Solution and Explanation

The problem involves determining the temperature at which the kinetic energy of oxygen molecules is double that of its kinetic energy at 27°C. To solve this, we use the relationship between the average kinetic energy of gas molecules and temperature.

The average kinetic energy of gas molecules is given by the formula:

E = \frac{3}{2}kT

Where:

  • E is the average kinetic energy.
  • k is the Boltzmann constant.
  • T is the absolute temperature in Kelvin.
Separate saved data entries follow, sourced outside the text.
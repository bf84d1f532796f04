//! World and route configuration, consumed from JSON files.
//!
//! A root config names the worlds to convert; each world config names its
//! source path, its logical maps, and the route network drawn over nether
//! maps. Config errors are fatal for the world they belong to at load time,
//! before anything is written.

use std::collections::BTreeMap;
use std::fs;
use std::path::{Path, PathBuf};

use anyhow::{Context, Result, ensure};
use serde::{Deserialize, Deserializer};
use serde::de::{MapAccess, Visitor};

use crate::coords::NetherPos;
use crate::metadata::{RouteNode, RoutePath};

/// One logical map: a (scale, dimension) pair exposed as a tile grid.
#[derive(Debug, Clone, Deserialize)]
pub struct MapConf {
    pub scale: i32,
    pub dimension: String,
    pub label: String,
    #[serde(default)]
    pub routes: bool,
}

#[derive(Debug, Deserialize)]
#[serde(rename_all = "camelCase")]
struct WorldConfFile {
    path: PathBuf,
    label: String,
    #[serde(deserialize_with = "ordered_map")]
    maps: Vec<(String, MapConf)>,
    default_map: String,
    #[serde(default)]
    nodes: BTreeMap<String, RouteNode>,
    #[serde(default)]
    routes: Vec<Vec<String>>,
}

/// A validated world configuration with routes already expanded.
#[derive(Debug)]
pub struct WorldConf {
    /// World save directory; map records live under `<path>/data`.
    pub path: PathBuf,
    pub label: String,
    /// Insertion-ordered: the first matching map claims a record.
    pub maps: Vec<(String, MapConf)>,
    pub default_map: String,
    pub nodes: BTreeMap<String, RouteNode>,
    pub route_paths: Vec<RoutePath>,
}

impl WorldConf {
    pub fn load(path: &Path) -> Result<WorldConf> {
        let text =
            fs::read_to_string(path).with_context(|| format!("reading {}", path.display()))?;
        let file: WorldConfFile = serde_json::from_str(&text)
            .with_context(|| format!("parsing world config {}", path.display()))?;
        ensure!(
            file.maps.iter().any(|(key, _)| *key == file.default_map),
            "default map {:?} is not a configured map",
            file.default_map
        );
        let route_paths = file
            .routes
            .iter()
            .map(|spec| expand_route(spec, &file.nodes))
            .collect::<Result<Vec<_>>>()?;
        let base = path.parent().unwrap_or(Path::new("."));
        Ok(WorldConf {
            path: ensure_absolute(&file.path, base),
            label: file.label,
            maps: file.maps,
            default_map: file.default_map,
            nodes: file.nodes,
            route_paths,
        })
    }
}

#[derive(Debug, Deserialize)]
struct StubWorldsConf {
    worlds: BTreeMap<String, PathBuf>,
    default: String,
}

/// Every world to convert in one invocation.
#[derive(Debug)]
pub struct AllWorldsConf {
    pub worlds: Vec<(String, WorldConf)>,
    pub default_world: Option<String>,
}

/// Load the root config and every world config it references.
///
/// Relative paths resolve against the referencing config file's directory.
/// A world whose config fails to load or whose save path does not exist is
/// dropped with an error; the remaining worlds still convert.
pub fn read_worlds_conf(path: &Path) -> Result<AllWorldsConf> {
    log::info!("reading root config from {}", path.display());
    let text = fs::read_to_string(path).with_context(|| format!("reading {}", path.display()))?;
    let stub: StubWorldsConf = serde_json::from_str(&text)
        .with_context(|| format!("parsing root config {}", path.display()))?;
    ensure!(
        stub.worlds.contains_key(&stub.default),
        "default world {:?} is not configured",
        stub.default
    );

    let base = path.parent().unwrap_or(Path::new("."));
    let mut worlds = Vec::new();
    for (key, world_path) in stub.worlds {
        let world_file = ensure_absolute(&world_path, base);
        log::info!("reading world {key:?} config from {}", world_file.display());
        let conf = match WorldConf::load(&world_file) {
            Ok(conf) => conf,
            Err(err) => {
                log::error!("skipping world {key:?}: {err:#}");
                continue;
            }
        };
        if !conf.path.exists() {
            log::warn!(
                "skipping world {key:?}: save path {} does not exist",
                conf.path.display()
            );
            continue;
        }
        worlds.push((key, conf));
    }

    let default_world = Some(stub.default).filter(|key| worlds.iter().any(|(k, _)| k == key));
    Ok(AllWorldsConf {
        worlds,
        default_world,
    })
}

fn ensure_absolute(path: &Path, base: &Path) -> PathBuf {
    if path.is_absolute() {
        path.to_owned()
    } else {
        base.join(path)
    }
}

/// Expand one route spec into a polyline.
///
/// Waypoints are node names, or axis snaps relative to the previous point:
/// `x=node` / `z=node` take one coordinate from a named node, `x=#N` /
/// `z=#N` set it to a literal. `y=` is accepted as an alias for `z=`. The
/// first and last waypoints must be plain node names.
fn expand_route(spec: &[String], nodes: &BTreeMap<String, RouteNode>) -> Result<RoutePath> {
    ensure!(spec.len() >= 2, "route {spec:?} needs at least two waypoints");
    let (first, last) = (&spec[0], &spec[spec.len() - 1]);
    for end in [first, last] {
        ensure!(
            nodes.contains_key(end),
            "route endpoint {end:?} is not a defined node"
        );
    }

    let mut points: Vec<NetherPos> = Vec::with_capacity(spec.len());
    for item in spec {
        let prev = |points: &Vec<NetherPos>| {
            points
                .last()
                .copied()
                .with_context(|| format!("waypoint {item:?} needs a preceding point"))
        };
        let point = if let Some(arg) = item.strip_prefix("x=") {
            NetherPos {
                x: axis_coord(arg, nodes)?.0,
                z: prev(&points)?.z,
            }
        } else if let Some(arg) = item
            .strip_prefix("z=")
            .or_else(|| item.strip_prefix("y="))
        {
            NetherPos {
                x: prev(&points)?.x,
                z: axis_coord(arg, nodes)?.1,
            }
        } else {
            node_pos(nodes, item)?
        };
        points.push(point);
    }

    Ok(RoutePath {
        first: first.clone(),
        last: last.clone(),
        path: points,
    })
}

/// `#N` is a literal coordinate on both axes; anything else names a node.
fn axis_coord(arg: &str, nodes: &BTreeMap<String, RouteNode>) -> Result<(i32, i32)> {
    if let Some(literal) = arg.strip_prefix('#') {
        let value: i32 = literal
            .parse()
            .with_context(|| format!("bad coordinate literal {arg:?}"))?;
        Ok((value, value))
    } else {
        node_pos(nodes, arg).map(|pos| (pos.x, pos.z))
    }
}

fn node_pos(nodes: &BTreeMap<String, RouteNode>, name: &str) -> Result<NetherPos> {
    nodes
        .get(name)
        .map(RouteNode::pos)
        .with_context(|| format!("route references undefined node {name:?}"))
}

/// Deserialize a JSON object into entries in document order, because map
/// matching is first-configured-wins.
fn ordered_map<'de, D>(deserializer: D) -> Result<Vec<(String, MapConf)>, D::Error>
where
    D: Deserializer<'de>,
{
    struct OrderedMapVisitor;

    impl<'de> Visitor<'de> for OrderedMapVisitor {
        type Value = Vec<(String, MapConf)>;

        fn expecting(&self, formatter: &mut std::fmt::Formatter) -> std::fmt::Result {
            formatter.write_str("a map of logical map configurations")
        }

        fn visit_map<A>(self, mut access: A) -> Result<Self::Value, A::Error>
        where
            A: MapAccess<'de>,
        {
            let mut entries = Vec::new();
            while let Some(entry) = access.next_entry()? {
                entries.push(entry);
            }
            Ok(entries)
        }
    }

    deserializer.deserialize_map(OrderedMapVisitor)
}

#[cfg(test)]
mod tests {
    use super::*;

    fn stop(x: i32, z: i32) -> RouteNode {
        RouteNode::Stop {
            pos: NetherPos { x, z },
            label: String::new(),
        }
    }

    fn spec(items: &[&str]) -> Vec<String> {
        items.iter().map(|s| (*s).to_owned()).collect()
    }

    #[test]
    fn expands_axis_waypoints() {
        let nodes = BTreeMap::from([
            ("a".to_owned(), stop(0, 0)),
            ("b".to_owned(), stop(100, 40)),
        ]);
        let route = expand_route(&spec(&["a", "x=#10", "z=b", "b"]), &nodes).unwrap();
        assert_eq!(route.first, "a");
        assert_eq!(route.last, "b");
        assert_eq!(
            route.path,
            vec![
                NetherPos { x: 0, z: 0 },
                NetherPos { x: 10, z: 0 },
                NetherPos { x: 10, z: 40 },
                NetherPos { x: 100, z: 40 },
            ]
        );
    }

    #[test]
    fn y_aliases_z() {
        let nodes = BTreeMap::from([
            ("a".to_owned(), stop(5, 5)),
            ("b".to_owned(), stop(5, 80)),
        ]);
        let route = expand_route(&spec(&["a", "y=#80", "b"]), &nodes).unwrap();
        assert_eq!(route.path[1], NetherPos { x: 5, z: 80 });
    }

    #[test]
    fn rejects_bad_routes() {
        let nodes = BTreeMap::from([("a".to_owned(), stop(0, 0))]);
        // Endpoint is not a node.
        assert!(expand_route(&spec(&["a", "x=#10"]), &nodes).is_err());
        // Axis waypoint with no preceding point.
        let nodes2 = BTreeMap::from([
            ("a".to_owned(), stop(0, 0)),
            ("b".to_owned(), stop(1, 1)),
        ]);
        assert!(expand_route(&spec(&["x=#10", "b"]), &nodes2).is_err());
        // Undefined intermediate node.
        assert!(expand_route(&spec(&["a", "ghost", "b"]), &nodes2).is_err());
    }

    #[test]
    fn world_config_preserves_map_order() {
        let dir = tempfile::tempdir().unwrap();
        fs::create_dir(dir.path().join("save")).unwrap();
        let config = r#"{
            "path": "save",
            "label": "Main",
            "maps": {
                "zoomed": {"scale": 4, "dimension": "minecraft:overworld", "label": "Zoomed"},
                "close": {"scale": 0, "dimension": "minecraft:overworld", "label": "Close"}
            },
            "defaultMap": "close",
            "nodes": {},
            "routes": []
        }"#;
        let path = dir.path().join("world.json");
        fs::write(&path, config).unwrap();

        let conf = WorldConf::load(&path).unwrap();
        let keys: Vec<&str> = conf.maps.iter().map(|(k, _)| k.as_str()).collect();
        assert_eq!(keys, ["zoomed", "close"]);
        assert_eq!(conf.path, dir.path().join("save"));
    }

    #[test]
    fn world_config_requires_default_map() {
        let dir = tempfile::tempdir().unwrap();
        let config = r#"{
            "path": "save",
            "label": "Main",
            "maps": {"close": {"scale": 0, "dimension": "minecraft:overworld", "label": "Close"}},
            "defaultMap": "missing"
        }"#;
        let path = dir.path().join("world.json");
        fs::write(&path, config).unwrap();
        assert!(WorldConf::load(&path).is_err());
    }

    #[test]
    fn root_config_drops_missing_worlds() {
        let dir = tempfile::tempdir().unwrap();
        fs::create_dir(dir.path().join("save")).unwrap();
        let world = r#"{
            "path": "save",
            "label": "Main",
            "maps": {"close": {"scale": 0, "dimension": "minecraft:overworld", "label": "Close"}},
            "defaultMap": "close"
        }"#;
        fs::write(dir.path().join("main.json"), world).unwrap();
        let ghost = world.replace("save", "nowhere");
        fs::write(dir.path().join("ghost.json"), ghost).unwrap();
        let root = r#"{
            "worlds": {"main": "main.json", "ghost": "ghost.json"},
            "default": "ghost"
        }"#;
        let path = dir.path().join("config.json");
        fs::write(&path, root).unwrap();

        let conf = read_worlds_conf(&path).unwrap();
        let keys: Vec<&str> = conf.worlds.iter().map(|(k, _)| k.as_str()).collect();
        assert_eq!(keys, ["main"]);
        // The default pointed at the dropped world.
        assert_eq!(conf.default_world, None);
    }
}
To find the temperature at which the kinetic energy is double that at a certain temperature, we set up the relationship:

2E_{1} = E_{2}

Where E_1 is the initial kinetic energy at 27°C, and E_2 is the new kinetic energy when doubled. Substituting the energy formulas, we have:

2 \left(\frac{3}{2}kT_1\right) = \frac{3}{2}kT_2

Canceling common factors and solving for T_2 gives:

T_2 = 2T_1

Convert the initial temperature from Celsius to Kelvin:

T_1 = 27 + 273.15 = 300.15 \, \text{K}

Substitute and calculate T_2:

T_2 = 2 \times 300.15 = 600.3 \, \text{K}

Convert back from Kelvin to Celsius:

T_2 = 600.3 - 273.15 = 327.15 \approx 327^\circ\text{C}

Therefore, the correct answer is 327°C.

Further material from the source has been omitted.